> _What to produce_: Tell how many lines in the records contain the word "SignalKind"; the number alone is the answer.

> _Available data_:
___
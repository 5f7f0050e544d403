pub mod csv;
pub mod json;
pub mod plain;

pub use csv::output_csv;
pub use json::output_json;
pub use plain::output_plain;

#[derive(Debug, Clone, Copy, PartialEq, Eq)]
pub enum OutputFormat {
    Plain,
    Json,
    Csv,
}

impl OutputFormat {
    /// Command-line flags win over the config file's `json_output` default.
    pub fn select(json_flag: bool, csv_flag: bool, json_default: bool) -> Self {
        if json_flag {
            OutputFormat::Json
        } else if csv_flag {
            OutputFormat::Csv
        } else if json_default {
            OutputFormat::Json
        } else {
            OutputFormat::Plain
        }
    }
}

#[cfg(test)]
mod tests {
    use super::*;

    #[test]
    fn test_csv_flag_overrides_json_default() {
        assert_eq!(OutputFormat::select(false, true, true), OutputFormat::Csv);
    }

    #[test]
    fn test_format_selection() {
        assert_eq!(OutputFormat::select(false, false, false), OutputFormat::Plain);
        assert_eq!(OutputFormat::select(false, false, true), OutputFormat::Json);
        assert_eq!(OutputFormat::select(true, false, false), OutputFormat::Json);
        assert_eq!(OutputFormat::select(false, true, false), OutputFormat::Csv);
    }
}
___
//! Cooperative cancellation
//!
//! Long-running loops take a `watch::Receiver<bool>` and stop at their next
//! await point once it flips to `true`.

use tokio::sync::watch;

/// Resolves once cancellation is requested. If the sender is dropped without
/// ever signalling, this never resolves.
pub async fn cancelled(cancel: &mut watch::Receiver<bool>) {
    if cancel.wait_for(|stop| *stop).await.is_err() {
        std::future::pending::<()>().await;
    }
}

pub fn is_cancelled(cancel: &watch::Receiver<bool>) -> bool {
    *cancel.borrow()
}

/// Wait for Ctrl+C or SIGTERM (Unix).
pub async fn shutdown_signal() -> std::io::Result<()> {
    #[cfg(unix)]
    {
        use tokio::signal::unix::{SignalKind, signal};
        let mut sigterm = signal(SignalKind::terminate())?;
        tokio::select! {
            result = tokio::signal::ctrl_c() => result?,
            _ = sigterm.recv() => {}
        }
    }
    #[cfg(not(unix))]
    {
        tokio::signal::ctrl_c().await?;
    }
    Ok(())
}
___
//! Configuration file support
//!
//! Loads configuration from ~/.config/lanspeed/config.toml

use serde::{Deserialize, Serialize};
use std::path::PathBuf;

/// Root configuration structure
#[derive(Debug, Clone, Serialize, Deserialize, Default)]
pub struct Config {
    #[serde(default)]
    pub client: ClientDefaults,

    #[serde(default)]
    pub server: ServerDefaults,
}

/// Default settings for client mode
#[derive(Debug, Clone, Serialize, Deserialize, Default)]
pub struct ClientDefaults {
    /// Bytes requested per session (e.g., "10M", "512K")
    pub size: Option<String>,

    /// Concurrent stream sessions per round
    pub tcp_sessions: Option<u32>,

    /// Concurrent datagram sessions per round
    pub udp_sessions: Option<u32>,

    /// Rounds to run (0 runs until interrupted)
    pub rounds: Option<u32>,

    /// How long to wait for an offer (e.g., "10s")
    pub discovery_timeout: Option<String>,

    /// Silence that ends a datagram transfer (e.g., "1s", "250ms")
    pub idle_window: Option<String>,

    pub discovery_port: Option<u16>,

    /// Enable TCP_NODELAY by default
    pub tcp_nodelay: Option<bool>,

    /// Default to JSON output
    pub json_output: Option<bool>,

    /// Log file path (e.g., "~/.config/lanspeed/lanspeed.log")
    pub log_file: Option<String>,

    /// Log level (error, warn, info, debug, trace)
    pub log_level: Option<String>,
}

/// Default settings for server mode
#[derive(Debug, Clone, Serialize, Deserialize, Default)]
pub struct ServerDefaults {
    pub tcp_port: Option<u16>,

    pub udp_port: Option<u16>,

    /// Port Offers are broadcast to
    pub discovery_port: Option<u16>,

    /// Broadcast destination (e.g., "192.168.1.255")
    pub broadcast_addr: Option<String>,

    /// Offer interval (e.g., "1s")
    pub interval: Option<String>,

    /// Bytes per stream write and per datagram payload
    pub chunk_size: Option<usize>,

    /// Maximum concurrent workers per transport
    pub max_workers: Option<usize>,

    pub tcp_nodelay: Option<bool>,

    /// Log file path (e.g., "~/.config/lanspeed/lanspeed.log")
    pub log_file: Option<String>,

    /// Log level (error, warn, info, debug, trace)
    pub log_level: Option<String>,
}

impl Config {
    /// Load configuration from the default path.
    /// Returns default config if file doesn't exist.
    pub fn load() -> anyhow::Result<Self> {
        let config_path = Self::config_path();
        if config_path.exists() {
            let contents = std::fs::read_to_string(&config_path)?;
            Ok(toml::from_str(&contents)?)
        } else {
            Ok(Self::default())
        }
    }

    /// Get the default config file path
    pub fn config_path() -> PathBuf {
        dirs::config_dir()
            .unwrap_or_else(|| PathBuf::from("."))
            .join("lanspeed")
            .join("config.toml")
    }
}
___
> _Response below_: 2